//! Window configuration.

use super::ScrollAxis;
use crate::config::defaults::{DEFAULT_LEADING_MARGIN, DEFAULT_TRAILING_MARGIN};

/// Shape of the prefetch window around the visible range.
#[derive(Debug, Clone, Copy, PartialEq, Eq)]
pub struct WindowConfig {
    /// Items prefetched ahead of the visible range, in the travel direction.
    pub leading_margin: usize,
    /// Items kept warm behind the visible range.
    pub trailing_margin: usize,
    /// Axis whose offset decides the travel direction.
    pub axis: ScrollAxis,
}

impl WindowConfig {
    pub fn with_leading_margin(mut self, margin: usize) -> Self {
        self.leading_margin = margin;
        self
    }

    pub fn with_trailing_margin(mut self, margin: usize) -> Self {
        self.trailing_margin = margin;
        self
    }

    pub fn with_axis(mut self, axis: ScrollAxis) -> Self {
        self.axis = axis;
        self
    }
}

impl Default for WindowConfig {
    fn default() -> Self {
        Self {
            leading_margin: DEFAULT_LEADING_MARGIN,
            trailing_margin: DEFAULT_TRAILING_MARGIN,
            axis: ScrollAxis::Vertical,
        }
    }
}

#[cfg(test)]
mod tests {
    use super::*;

    #[test]
    fn test_defaults() {
        let config = WindowConfig::default();
        assert_eq!(config.leading_margin, 20);
        assert_eq!(config.trailing_margin, 5);
        assert_eq!(config.axis, ScrollAxis::Vertical);
    }

    #[test]
    fn test_builders() {
        let config = WindowConfig::default()
            .with_leading_margin(8)
            .with_trailing_margin(0)
            .with_axis(ScrollAxis::Horizontal);
        assert_eq!(config.leading_margin, 8);
        assert_eq!(config.trailing_margin, 0);
        assert_eq!(config.axis, ScrollAxis::Horizontal);
    }
}
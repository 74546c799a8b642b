//! Host-side trait definitions.

use std::sync::Arc;

use super::ComputeError;
use crate::item::{ContainerFrame, DependencyMode, ItemPosition, ItemSize};

/// Everything a [`SizeComputer`] is told about one measurement.
#[derive(Debug, Clone, PartialEq)]
pub struct SizeRequest {
    /// Position of the item being measured.
    pub position: ItemPosition,
    /// Content identifier, when the item is keyed by content.
    pub content_id: Option<Arc<str>>,
    /// Container bounds captured when the computation was requested.
    pub frame: ContainerFrame,
    /// True when running on the calling (rendering) thread, false on a
    /// background worker. Thread-affine resources must only be touched
    /// when this is true.
    pub is_main_thread: bool,
    /// Dependency mode configured at request time.
    pub dependency: DependencyMode,
}

/// Measures items.
///
/// Installed once on the cache and invoked from any thread. Implementations
/// that read shared model state are responsible for their own
/// synchronization.
///
/// Closures with the matching signature implement this trait:
///
/// ```
/// use sizecache::host::{ComputeError, SizeComputer, SizeRequest};
/// use sizecache::item::ItemSize;
///
/// let computer = |request: &SizeRequest| -> Result<ItemSize, ComputeError> {
///     Ok(ItemSize::new(request.frame.width, 44.0, request.dependency))
/// };
/// let _: &dyn SizeComputer = &computer;
/// ```
pub trait SizeComputer: Send + Sync {
    /// Computes the size of one item.
    fn compute_size(&self, request: &SizeRequest) -> Result<ItemSize, ComputeError>;
}

impl<F> SizeComputer for F
where
    F: Fn(&SizeRequest) -> Result<ItemSize, ComputeError> + Send + Sync,
{
    fn compute_size(&self, request: &SizeRequest) -> Result<ItemSize, ComputeError> {
        self(request)
    }
}

/// Supplies stable content identifiers for positions.
///
/// When an identifier is returned it becomes the cache key, so cached sizes
/// follow the content across reordering and insertion.
pub trait ContentIdProvider: Send + Sync {
    /// Returns the content identifier for `position`, if it has one.
    fn content_id(&self, position: ItemPosition) -> Option<String>;
}

impl<F> ContentIdProvider for F
where
    F: Fn(ItemPosition) -> Option<String> + Send + Sync,
{
    fn content_id(&self, position: ItemPosition) -> Option<String> {
        self(position)
    }
}

/// The scrollable view whose items are being cached.
pub trait HostView: Send + Sync {
    /// Positions currently on screen.
    fn visible_positions(&self) -> Vec<ItemPosition>;

    /// Current container bounds.
    fn frame(&self) -> ContainerFrame;

    /// Number of sections in the collection.
    fn section_count(&self) -> usize;

    /// Number of items in `section` (zero for unknown sections).
    fn item_count(&self, section: usize) -> usize;
}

_ _ _ _

▶ WHAT IS EXPECTED
Please copy, word for word, every line from the first line of the records through the line containing "pub struct WindowConfig", with both of those lines included and nothing else.

▶ YOUR RESPONSE
//! Window configuration.

use super::ScrollAxis;
use crate::config::defaults::{DEFAULT_LEADING_MARGIN, DEFAULT_TRAILING_MARGIN};

/// Shape of the prefetch window around the visible range.
#[derive(Debug, Clone, Copy, PartialEq, Eq)]
pub struct WindowConfig {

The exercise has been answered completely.